> [Task instructions]:
In the entries below, filter for the word "close" and copy every matching line.

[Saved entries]

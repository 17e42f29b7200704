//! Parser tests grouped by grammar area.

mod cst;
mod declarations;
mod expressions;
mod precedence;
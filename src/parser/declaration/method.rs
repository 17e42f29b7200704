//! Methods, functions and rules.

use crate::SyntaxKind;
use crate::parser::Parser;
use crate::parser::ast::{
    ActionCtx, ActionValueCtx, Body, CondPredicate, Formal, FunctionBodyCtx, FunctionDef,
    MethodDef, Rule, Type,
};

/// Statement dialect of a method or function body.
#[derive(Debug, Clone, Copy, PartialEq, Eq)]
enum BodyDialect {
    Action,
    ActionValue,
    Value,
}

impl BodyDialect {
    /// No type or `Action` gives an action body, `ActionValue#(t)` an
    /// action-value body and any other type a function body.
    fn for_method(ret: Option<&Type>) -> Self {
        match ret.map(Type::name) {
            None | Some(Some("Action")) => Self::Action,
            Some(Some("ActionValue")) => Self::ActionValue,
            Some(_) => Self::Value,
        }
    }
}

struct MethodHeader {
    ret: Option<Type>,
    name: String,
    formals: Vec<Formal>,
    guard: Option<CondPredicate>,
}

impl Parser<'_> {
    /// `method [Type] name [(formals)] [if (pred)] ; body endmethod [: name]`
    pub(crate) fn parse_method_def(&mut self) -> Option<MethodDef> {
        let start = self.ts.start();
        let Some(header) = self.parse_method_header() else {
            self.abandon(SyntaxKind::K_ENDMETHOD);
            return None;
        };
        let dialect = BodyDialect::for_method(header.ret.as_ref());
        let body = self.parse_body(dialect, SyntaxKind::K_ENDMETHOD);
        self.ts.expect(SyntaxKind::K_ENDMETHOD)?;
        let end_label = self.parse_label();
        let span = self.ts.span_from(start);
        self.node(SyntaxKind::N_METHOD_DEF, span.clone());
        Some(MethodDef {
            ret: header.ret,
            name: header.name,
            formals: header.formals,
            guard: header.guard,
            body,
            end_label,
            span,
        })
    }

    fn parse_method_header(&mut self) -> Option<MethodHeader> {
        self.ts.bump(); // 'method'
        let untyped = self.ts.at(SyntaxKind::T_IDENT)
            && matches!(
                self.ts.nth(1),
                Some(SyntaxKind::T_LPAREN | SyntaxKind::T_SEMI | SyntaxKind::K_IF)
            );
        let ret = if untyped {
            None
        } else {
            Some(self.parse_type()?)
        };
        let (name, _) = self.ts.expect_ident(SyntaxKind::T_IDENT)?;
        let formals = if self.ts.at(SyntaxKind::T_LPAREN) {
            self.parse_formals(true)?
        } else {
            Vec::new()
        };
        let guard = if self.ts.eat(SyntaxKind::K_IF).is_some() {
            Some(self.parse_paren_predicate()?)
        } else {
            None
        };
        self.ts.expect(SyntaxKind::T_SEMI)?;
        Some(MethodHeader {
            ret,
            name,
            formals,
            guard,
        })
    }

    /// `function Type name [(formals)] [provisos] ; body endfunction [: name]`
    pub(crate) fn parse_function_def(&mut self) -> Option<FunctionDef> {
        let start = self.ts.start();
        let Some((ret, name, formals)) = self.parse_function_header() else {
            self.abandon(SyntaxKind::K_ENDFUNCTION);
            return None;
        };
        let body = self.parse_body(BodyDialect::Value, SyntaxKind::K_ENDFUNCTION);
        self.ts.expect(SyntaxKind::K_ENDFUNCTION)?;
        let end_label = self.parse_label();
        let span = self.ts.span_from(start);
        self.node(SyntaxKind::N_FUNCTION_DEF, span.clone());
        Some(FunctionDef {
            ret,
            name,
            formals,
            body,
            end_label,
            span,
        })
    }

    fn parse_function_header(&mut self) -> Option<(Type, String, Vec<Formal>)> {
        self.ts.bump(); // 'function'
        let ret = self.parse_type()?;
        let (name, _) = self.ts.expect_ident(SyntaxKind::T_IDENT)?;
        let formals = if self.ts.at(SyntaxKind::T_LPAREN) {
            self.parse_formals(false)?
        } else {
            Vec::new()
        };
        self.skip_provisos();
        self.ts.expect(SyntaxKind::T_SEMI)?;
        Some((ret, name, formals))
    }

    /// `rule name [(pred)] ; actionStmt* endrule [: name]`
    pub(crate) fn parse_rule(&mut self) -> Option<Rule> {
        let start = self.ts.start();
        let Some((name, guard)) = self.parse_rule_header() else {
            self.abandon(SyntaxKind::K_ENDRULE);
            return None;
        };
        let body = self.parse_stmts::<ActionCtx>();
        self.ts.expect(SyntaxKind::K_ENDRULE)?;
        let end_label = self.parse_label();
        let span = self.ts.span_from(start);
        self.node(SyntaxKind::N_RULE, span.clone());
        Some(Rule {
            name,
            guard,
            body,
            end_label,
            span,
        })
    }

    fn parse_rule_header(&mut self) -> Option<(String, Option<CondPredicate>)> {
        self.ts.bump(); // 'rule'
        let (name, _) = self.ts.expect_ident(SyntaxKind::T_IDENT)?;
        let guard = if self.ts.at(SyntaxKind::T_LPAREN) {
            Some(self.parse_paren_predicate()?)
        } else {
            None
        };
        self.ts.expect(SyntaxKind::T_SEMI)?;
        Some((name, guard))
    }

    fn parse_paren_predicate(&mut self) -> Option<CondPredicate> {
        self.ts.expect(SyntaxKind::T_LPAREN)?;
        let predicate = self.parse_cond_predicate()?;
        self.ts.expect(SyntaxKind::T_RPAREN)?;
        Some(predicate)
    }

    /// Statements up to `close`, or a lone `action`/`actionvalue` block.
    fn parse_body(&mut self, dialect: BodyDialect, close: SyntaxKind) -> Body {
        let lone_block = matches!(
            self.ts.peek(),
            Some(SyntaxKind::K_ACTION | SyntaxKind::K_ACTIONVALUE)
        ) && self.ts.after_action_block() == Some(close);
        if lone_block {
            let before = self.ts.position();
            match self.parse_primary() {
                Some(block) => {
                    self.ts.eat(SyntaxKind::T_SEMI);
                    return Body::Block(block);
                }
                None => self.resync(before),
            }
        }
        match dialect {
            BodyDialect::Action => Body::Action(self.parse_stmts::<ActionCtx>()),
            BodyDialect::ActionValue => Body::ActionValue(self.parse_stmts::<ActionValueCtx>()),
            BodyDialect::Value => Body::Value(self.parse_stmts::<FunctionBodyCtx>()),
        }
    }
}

> [Output of the exercise]:
    /// Statements up to `close`, or a lone `action`/`actionvalue` block.
    fn parse_body(&mut self, dialect: BodyDialect, close: SyntaxKind) -> Body {
        ) && self.ts.after_action_block() == Some(close);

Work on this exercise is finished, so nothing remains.